Problem details
Print all entries below exactly as they appear.

Supplied material

Content starts

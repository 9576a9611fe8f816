//! Render entry points and options.

use crate::{
    error::{Cause, RenderError},
    node::{Component, ComponentInstantiator, Node},
    prefetch::{prefetch_node, PrefetchCache},
    stack::StackRegistry,
    stream_buffer::StreamBuffer,
    walker::Walker,
};
use futures::{future::LocalBoxFuture, FutureExt, Stream, StreamExt};
use render_context::{create_key, Context, Key};
use std::{
    any::Any,
    fmt,
    pin::Pin,
    rc::Rc,
    task::{Context as TaskContext, Poll},
};

/// The output flavor of a render.
#[derive(Clone, Copy, Debug, Default, PartialEq, Eq)]
pub enum RenderMode {
    /// HTML: void elements, bare boolean attributes, no self-closing tags.
    #[default]
    Html,
    /// XML: no void elements or boolean attributes; childless elements
    /// self-close.
    Xml,
}

/// Configuration for one render.
#[derive(Clone, Debug)]
pub struct RenderOptions {
    /// The output flavor. Defaults to HTML.
    pub mode: RenderMode,
    /// The context to fork the render's root context from. A fresh context
    /// is created when omitted.
    pub context: Option<Context>,
    /// Whether to run the prefetch scheduler alongside the walker. On by
    /// default; turning it off changes timing, never output.
    pub prefetch: bool,
}

impl Default for RenderOptions {
    fn default() -> Self {
        RenderOptions {
            mode: RenderMode::default(),
            context: None,
            prefetch: true,
        }
    }
}

thread_local! {
    static COMPONENT_INSTANTIATOR: Key<ComponentInstantiator> =
        create_key::<ComponentInstantiator>("component-instantiator")
            .with_default(Rc::new(default_instantiator));
    static STACK_REGISTRY: Key<StackRegistry> = create_key("stack-registry");
}

/// The key under which the component-instantiator callback lives.
///
/// The default callback resolves references built with
/// [`ComponentNode::from_instance`](crate::ComponentNode::from_instance); an
/// IoC container replaces it by setting this key on the context it passes
/// in [`RenderOptions::context`].
pub fn component_instantiator_key() -> Key<ComponentInstantiator> {
    COMPONENT_INSTANTIATOR.with(Clone::clone)
}

/// The key under which the per-render stack registry is installed.
pub fn stack_registry_key() -> Key<StackRegistry> {
    STACK_REGISTRY.with(Clone::clone)
}

fn default_instantiator(reference: &dyn Any) -> Result<Rc<dyn Component>, Cause> {
    reference
        .downcast_ref::<Rc<dyn Component>>()
        .cloned()
        .ok_or_else(|| Cause::msg("component reference was not registered with any instantiator"))
}

/// Renders `node` to a stream of markup chunks.
///
/// The returned stream owns the whole pipeline: polling it drives the
/// walker and the prefetch scheduler cooperatively on the current task, so
/// it works under any executor that can poll a `!Send` stream.
#[tracing::instrument(level = "trace", skip_all)]
pub fn render_to_stream(node: impl Into<Node>, options: RenderOptions) -> RenderStream {
    let root = Rc::new(node.into());
    let registry = StackRegistry::default();
    let buffer = StreamBuffer::new(registry.clone());

    let ctx = match &options.context {
        Some(supplied) => supplied.fork(),
        None => Context::new(),
    };
    ctx.set(&stack_registry_key(), registry);

    let cache = PrefetchCache::default();
    let prefetch = options.prefetch.then(|| {
        let root = Rc::clone(&root);
        let ctx = ctx.clone();
        let cache = cache.clone();
        async move { prefetch_node(&root, &ctx, &cache).await }.boxed_local()
    });

    let driver = {
        let buffer = buffer.clone();
        let mode = options.mode;
        async move {
            let mut walker = Walker::new(buffer.clone(), mode, cache);
            match walker.walk(&root, &ctx).await {
                Ok(()) => buffer.complete(),
                Err(error) => buffer.fail(error),
            }
        }
        .boxed_local()
    };

    RenderStream {
        buffer,
        driver: Some(driver),
        prefetch,
    }
}

/// Renders `node` to a single string.
#[tracing::instrument(level = "trace", skip_all)]
pub async fn render(node: impl Into<Node>, options: RenderOptions) -> Result<String, RenderError> {
    let mut stream = render_to_stream(node, options);
    let mut out = String::new();
    while let Some(chunk) = stream.next().await {
        out.push_str(&chunk?);
    }
    Ok(out)
}

/// A stream of rendered markup chunks.
///
/// A render failure is yielded as an `Err` item after the chunks that were
/// already finished, and the stream ends.
pub struct RenderStream {
    buffer: StreamBuffer,
    driver: Option<LocalBoxFuture<'static, ()>>,
    prefetch: Option<LocalBoxFuture<'static, ()>>,
}

impl fmt::Debug for RenderStream {
    fn fmt(&self, f: &mut fmt::Formatter<'_>) -> fmt::Result {
        f.debug_struct("RenderStream").finish_non_exhaustive()
    }
}

impl Stream for RenderStream {
    type Item = Result<String, RenderError>;

    fn poll_next(mut self: Pin<&mut Self>, cx: &mut TaskContext<'_>) -> Poll<Option<Self::Item>> {
        let this = &mut *self;
        if this.driver.is_some() {
            if let Some(prefetch) = this.prefetch.as_mut() {
                if prefetch.as_mut().poll(cx).is_ready() {
                    this.prefetch = None;
                }
            }
            if let Some(driver) = this.driver.as_mut() {
                if driver.as_mut().poll(cx).is_ready() {
                    this.driver = None;
                    this.prefetch = None;
                }
            }
        }
        this.buffer.poll_chunk(cx)
    }
}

Content ends

Answer for this exercise
repository 9576a9611fe8f816
//! Render entry points and options.

use crate::{
    error::{Cause, RenderError},
    node::{Component, ComponentInstantiator, Node},
    prefetch::{prefetch_node, PrefetchCache},
    stack::StackRegistry,
    stream_buffer::StreamBuffer,
    walker::Walker,
};
use futures::{future::LocalBoxFuture, FutureExt, Stream, StreamExt};
use render_context::{create_key, Context, Key};
use std::{
    any::Any,
    fmt,
    pin::Pin,
    rc::Rc,
    task::{Context as TaskContext, Poll},
};

/// The output flavor of a render.
#[derive(Clone, Copy, Debug, Default, PartialEq, Eq)]
pub enum RenderMode {
    /// HTML: void elements, bare boolean attributes, no self-closing tags.
    #[default]
    Html,
    /// XML: no void elements or boolean attributes; childless elements
    /// self-close.
    Xml,
}

/// Configuration for one render.
#[derive(Clone, Debug)]
pub struct RenderOptions {
    /// The output flavor. Defaults to HTML.
    pub mode: RenderMode,
    /// The context to fork the render's root context from. A fresh context
    /// is created when omitted.
    pub context: Option<Context>,
    /// Whether to run the prefetch scheduler alongside the walker. On by
    /// default; turning it off changes timing, never output.
    pub prefetch: bool,
}

impl Default for RenderOptions {
    fn default() -> Self {
        RenderOptions {
            mode: RenderMode::default(),
            context: None,
            prefetch: true,
        }
    }
}

thread_local! {
    static COMPONENT_INSTANTIATOR: Key<ComponentInstantiator> =
        create_key::<ComponentInstantiator>("component-instantiator")
            .with_default(Rc::new(default_instantiator));
    static STACK_REGISTRY: Key<StackRegistry> = create_key("stack-registry");
}

/// The key under which the component-instantiator callback lives.
///
/// The default callback resolves references built with
/// [`ComponentNode::from_instance`](crate::ComponentNode::from_instance); an
/// IoC container replaces it by setting this key on the context it passes
/// in [`RenderOptions::context`].
pub fn component_instantiator_key() -> Key<ComponentInstantiator> {
    COMPONENT_INSTANTIATOR.with(Clone::clone)
}

/// The key under which the per-render stack registry is installed.
pub fn stack_registry_key() -> Key<StackRegistry> {
    STACK_REGISTRY.with(Clone::clone)
}

fn default_instantiator(reference: &dyn Any) -> Result<Rc<dyn Component>, Cause> {
    reference
        .downcast_ref::<Rc<dyn Component>>()
        .cloned()
        .ok_or_else(|| Cause::msg("component reference was not registered with any instantiator"))
}

/// Renders `node` to a stream of markup chunks.
///
/// The returned stream owns the whole pipeline: polling it drives the
/// walker and the prefetch scheduler cooperatively on the current task, so
/// it works under any executor that can poll a `!Send` stream.
#[tracing::instrument(level = "trace", skip_all)]
pub fn render_to_stream(node: impl Into<Node>, options: RenderOptions) -> RenderStream {
    let root = Rc::new(node.into());
    let registry = StackRegistry::default();
    let buffer = StreamBuffer::new(registry.clone());

    let ctx = match &options.context {
        Some(supplied) => supplied.fork(),
        None => Context::new(),
    };
    ctx.set(&stack_registry_key(), registry);

    let cache = PrefetchCache::default();
    let prefetch = options.prefetch.then(|| {
        let root = Rc::clone(&root);
        let ctx = ctx.clone();
        let cache = cache.clone();
        async move { prefetch_node(&root, &ctx, &cache).await }.boxed_local()
    });

    let driver = {
        let buffer = buffer.clone();
        let mode = options.mode;
        async move {
            let mut walker = Walker::new(buffer.clone(), mode, cache);
            match walker.walk(&root, &ctx).await {
                Ok(()) => buffer.complete(),
                Err(error) => buffer.fail(error),
            }
        }
        .boxed_local()
    };

    RenderStream {
        buffer,
        driver: Some(driver),
        prefetch,
    }
}

/// Renders `node` to a single string.
#[tracing::instrument(level = "trace", skip_all)]
pub async fn render(node: impl Into<Node>, options: RenderOptions) -> Result<String, RenderError> {
    let mut stream = render_to_stream(node, options);
    let mut out = String::new();
    while let Some(chunk) = stream.next().await {
        out.push_str(&chunk?);
    }
    Ok(out)
}

/// A stream of rendered markup chunks.
///
/// A render failure is yielded as an `Err` item after the chunks that were
/// already finished, and the stream ends.
pub struct RenderStream {
    buffer: StreamBuffer,
    driver: Option<LocalBoxFuture<'static, ()>>,
    prefetch: Option<LocalBoxFuture<'static, ()>>,
}

impl fmt::Debug for RenderStream {
    fn fmt(&self, f: &mut fmt::Formatter<'_>) -> fmt::Result {
        f.debug_struct("RenderStream").finish_non_exhaustive()
    }
}

impl Stream for RenderStream {
    type Item = Result<String, RenderError>;

    fn poll_next(mut self: Pin<&mut Self>, cx: &mut TaskContext<'_>) -> Poll<Option<Self::Item>> {
        let this = &mut *self;
        if this.driver.is_some() {
            if let Some(prefetch) = this.prefetch.as_mut() {
                if prefetch.as_mut().poll(cx).is_ready() {
                    this.prefetch = None;
                }
            }
            if let Some(driver) = this.driver.as_mut() {
                if driver.as_mut().poll(cx).is_ready() {
                    this.driver = None;
                    this.prefetch = None;
                }
            }
        }
        this.buffer.poll_chunk(cx)
    }
}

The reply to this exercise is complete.